Return every entry exactly. Leave nothing out.

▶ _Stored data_

****************

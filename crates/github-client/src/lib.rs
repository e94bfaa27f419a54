//! `github-client` — typed async access to the GitHub REST endpoints that
//! `gh-triage` needs.
//!
//! # Architecture
//!
//! ```text
//! auth::resolve_token / auth::resolve_base_url
//!     │
//!     ▼
//! Client          ← reqwest client with the GitHub headers preset
//!     │              one method per endpoint, JSON decoded into `types`
//!     ▼
//! Api trait       ← the seam the triage engine consumes (`Arc<dyn Api>`)
//! ```
//!
//! # Quick start
//!
//! ```rust,ignore
//! use github_client::{Api, Client};
//!
//! let client = Client::from_env()?;
//! let page = client.list_notifications(1, 100).await?;
//! for n in page {
//!     println!("{} {}", n.subject.kind, n.subject.title);
//! }
//! ```

pub mod api;
pub mod auth;
pub mod client;
pub mod error;
pub mod types;


pub use api::Api;
pub use client::Client;
pub use error::GitHubError;
pub use types::{
    CheckRun, CheckRunList, CombinedStatus, CommitRef, CommitStatus, Issue, Label, Notification,
    PullRequest, Repository, Review, Subject, Team, User,
};

/// Convenience `Result` alias for this crate.
pub type Result<T> = std::result::Result<T, GitHubError>;
pub mod triage;
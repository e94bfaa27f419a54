use crate::expr::{ExprError, Lookup, Program, Value};
use crate::profile::Profile;

pub const WILDCARD: &str = "*";

// ---------------------------------------------------------------------------
// Category
// ---------------------------------------------------------------------------

#[derive(Debug, Clone, Copy, PartialEq, Eq, Hash)]
pub enum Category {
    Open,
    Read,
    List,
}

impl Category {
    pub const ALL: [Category; 3] = [Category::Open, Category::Read, Category::List];

    pub fn as_str(self) -> &'static str {
        match self {
            Category::Open => "open",
            Category::Read => "read",
            Category::List => "list",
        }
    }
}

impl std::fmt::Display for Category {
    fn fmt(&self, f: &mut std::fmt::Formatter<'_>) -> std::fmt::Result {
        f.write_str(self.as_str())
    }
}

// ---------------------------------------------------------------------------
// Joining + one-shot evaluation
// ---------------------------------------------------------------------------

/// OR the conditions together. `None` when there are no conditions at all.
///
/// A `*` entry makes the whole disjunction `true`, so the other entries are
/// dropped instead of evaluated; a broken sibling cannot mask the wildcard.
pub fn join(conditions: &[String]) -> Option<String> {
    if conditions.is_empty() {
        return None;
    }
    if conditions.iter().any(|c| c.trim() == WILDCARD) {
        return Some("true".to_string());
    }
    let parts: Vec<String> = conditions.iter().map(|c| format!("({c})")).collect();
    Some(parts.join(" || "))
}

/// Evaluate `conditions` against `env`. An empty list is `Ok(false)`
/// without compiling anything.
pub fn evaluate(conditions: &[String], env: &dyn Lookup) -> Result<bool, ExprError> {
    match join(conditions) {
        None => Ok(false),
        Some(source) => expect_bool(Program::compile(&source)?.eval(env)?),
    }
}

fn expect_bool(v: Value) -> Result<bool, ExprError> {
    match v {
        Value::Bool(b) => Ok(b),
        other => Err(ExprError::NotBoolean(other.type_name())),
    }
}

// ---------------------------------------------------------------------------
// Condition
// ---------------------------------------------------------------------------

/// The conditions of one category, compiled once per run.
#[derive(Debug, Clone)]
pub struct Condition {
    category: Category,
    source: Option<String>,
    program: Option<Result<Program, ExprError>>,
}

impl Condition {
    pub fn compile(category: Category, conditions: &[String]) -> Self {
        let source = join(conditions);
        let program = source.as_deref().map(Program::compile);
        if let Some(Err(e)) = &program {
            tracing::error!(
                category = %category,
                cond = source.as_deref().unwrap_or_default(),
                error = %e,
                "failed to compile condition"
            );
        }
        Self {
            category,
            source,
            program,
        }
    }

    /// Whether the condition holds for `env`. Compile errors, evaluation
    /// errors and non-boolean results are logged and count as no match.
    pub fn matches(&self, env: &dyn Lookup) -> bool {
        let program = match &self.program {
            None => return false,
            Some(Err(_)) => return false,
            Some(Ok(p)) => p,
        };
        match program.eval(env).and_then(expect_bool) {
            Ok(b) => b,
            Err(e) => {
                tracing::error!(
                    category = %self.category,
                    cond = program.source(),
                    error = %e,
                    "failed to evaluate condition"
                );
                false
            }
        }
    }

    pub fn source(&self) -> Option<&str> {
        self.source.as_deref()
    }
}

// ---------------------------------------------------------------------------
// Rules
// ---------------------------------------------------------------------------

/// Compiled open/read/list conditions of a profile.
#[derive(Debug, Clone)]
pub struct Rules {
    pub open: Condition,
    pub read: Condition,
    pub list: Condition,
}

impl Rules {
    pub fn compile(profile: &Profile) -> Self {
        Self {
            open: Condition::compile(Category::Open, &profile.open.conditions),
            read: Condition::compile(Category::Read, &profile.read.conditions),
            list: Condition::compile(Category::List, &profile.list.conditions),
        }
    }

    pub fn get(&self, category: Category) -> &Condition {
        match category {
            Category::Open => &self.open,
            Category::Read => &self.read,
            Category::List => &self.list,
        }
    }
}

****************

▶ _Exercise solution_
filename crates/github-client/src/lib.rs
repository e94bfaa27f419a54
//! `github-client` — typed async access to the GitHub REST endpoints that
//! `gh-triage` needs.
//!
//! # Architecture
//!
//! ```text
//! auth::resolve_token / auth::resolve_base_url
//!     │
//!     ▼
//! Client          ← reqwest client with the GitHub headers preset
//!     │              one method per endpoint, JSON decoded into `types`
//!     ▼
//! Api trait       ← the seam the triage engine consumes (`Arc<dyn Api>`)
//! ```
//!
//! # Quick start
//!
//! ```rust,ignore
//! use github_client::{Api, Client};
//!
//! let client = Client::from_env()?;
//! let page = client.list_notifications(1, 100).await?;
//! for n in page {
//!     println!("{} {}", n.subject.kind, n.subject.title);
//! }
//! ```

pub mod api;
pub mod auth;
pub mod client;
pub mod error;
pub mod types;


pub use api::Api;
pub use client::Client;
pub use error::GitHubError;
pub use types::{
    CheckRun, CheckRunList, CombinedStatus, CommitRef, CommitStatus, Issue, Label, Notification,
    PullRequest, Repository, Review, Subject, Team, User,
};

/// Convenience `Result` alias for this crate.
pub type Result<T> = std::result::Result<T, GitHubError>;
pub mod triage;
repository e94bfaa27f419a54
use crate::expr::{ExprError, Lookup, Program, Value};
use crate::profile::Profile;

pub const WILDCARD: &str = "*";

// ---------------------------------------------------------------------------
// Category
// ---------------------------------------------------------------------------

#[derive(Debug, Clone, Copy, PartialEq, Eq, Hash)]
pub enum Category {
    Open,
    Read,
    List,
}

impl Category {
    pub const ALL: [Category; 3] = [Category::Open, Category::Read, Category::List];

    pub fn as_str(self) -> &'static str {
        match self {
            Category::Open => "open",
            Category::Read => "read",
            Category::List => "list",
        }
    }
}

impl std::fmt::Display for Category {
    fn fmt(&self, f: &mut std::fmt::Formatter<'_>) -> std::fmt::Result {
        f.write_str(self.as_str())
    }
}

// ---------------------------------------------------------------------------
// Joining + one-shot evaluation
// ---------------------------------------------------------------------------

/// OR the conditions together. `None` when there are no conditions at all.
///
/// A `*` entry makes the whole disjunction `true`, so the other entries are
/// dropped instead of evaluated; a broken sibling cannot mask the wildcard.
pub fn join(conditions: &[String]) -> Option<String> {
    if conditions.is_empty() {
        return None;
    }
    if conditions.iter().any(|c| c.trim() == WILDCARD) {
        return Some("true".to_string());
    }
    let parts: Vec<String> = conditions.iter().map(|c| format!("({c})")).collect();
    Some(parts.join(" || "))
}

/// Evaluate `conditions` against `env`. An empty list is `Ok(false)`
/// without compiling anything.
pub fn evaluate(conditions: &[String], env: &dyn Lookup) -> Result<bool, ExprError> {
    match join(conditions) {
        None => Ok(false),
        Some(source) => expect_bool(Program::compile(&source)?.eval(env)?),
    }
}

fn expect_bool(v: Value) -> Result<bool, ExprError> {
    match v {
        Value::Bool(b) => Ok(b),
        other => Err(ExprError::NotBoolean(other.type_name())),
    }
}

// ---------------------------------------------------------------------------
// Condition
// ---------------------------------------------------------------------------

/// The conditions of one category, compiled once per run.
#[derive(Debug, Clone)]
pub struct Condition {
    category: Category,
    source: Option<String>,
    program: Option<Result<Program, ExprError>>,
}

impl Condition {
    pub fn compile(category: Category, conditions: &[String]) -> Self {
        let source = join(conditions);
        let program = source.as_deref().map(Program::compile);
        if let Some(Err(e)) = &program {
            tracing::error!(
                category = %category,
                cond = source.as_deref().unwrap_or_default(),
                error = %e,
                "failed to compile condition"
            );
        }
        Self {
            category,
            source,
            program,
        }
    }

    /// Whether the condition holds for `env`. Compile errors, evaluation
    /// errors and non-boolean results are logged and count as no match.
    pub fn matches(&self, env: &dyn Lookup) -> bool {
        let program = match &self.program {
            None => return false,
            Some(Err(_)) => return false,
            Some(Ok(p)) => p,
        };
        match program.eval(env).and_then(expect_bool) {
            Ok(b) => b,
            Err(e) => {
                tracing::error!(
                    category = %self.category,
                    cond = program.source(),
                    error = %e,
                    "failed to evaluate condition"
                );
                false
            }
        }
    }

    pub fn source(&self) -> Option<&str> {
        self.source.as_deref()
    }
}

// ---------------------------------------------------------------------------
// Rules
// ---------------------------------------------------------------------------

/// Compiled open/read/list conditions of a profile.
#[derive(Debug, Clone)]
pub struct Rules {
    pub open: Condition,
    pub read: Condition,
    pub list: Condition,
}

impl Rules {
    pub fn compile(profile: &Profile) -> Self {
        Self {
            open: Condition::compile(Category::Open, &profile.open.conditions),
            read: Condition::compile(Category::Read, &profile.read.conditions),
            list: Condition::compile(Category::List, &profile.list.conditions),
        }
    }

    pub fn get(&self, category: Category) -> &Condition {
        match category {
            Category::Open => &self.open,
            Category::Read => &self.read,
            Category::List => &self.list,
        }
    }
}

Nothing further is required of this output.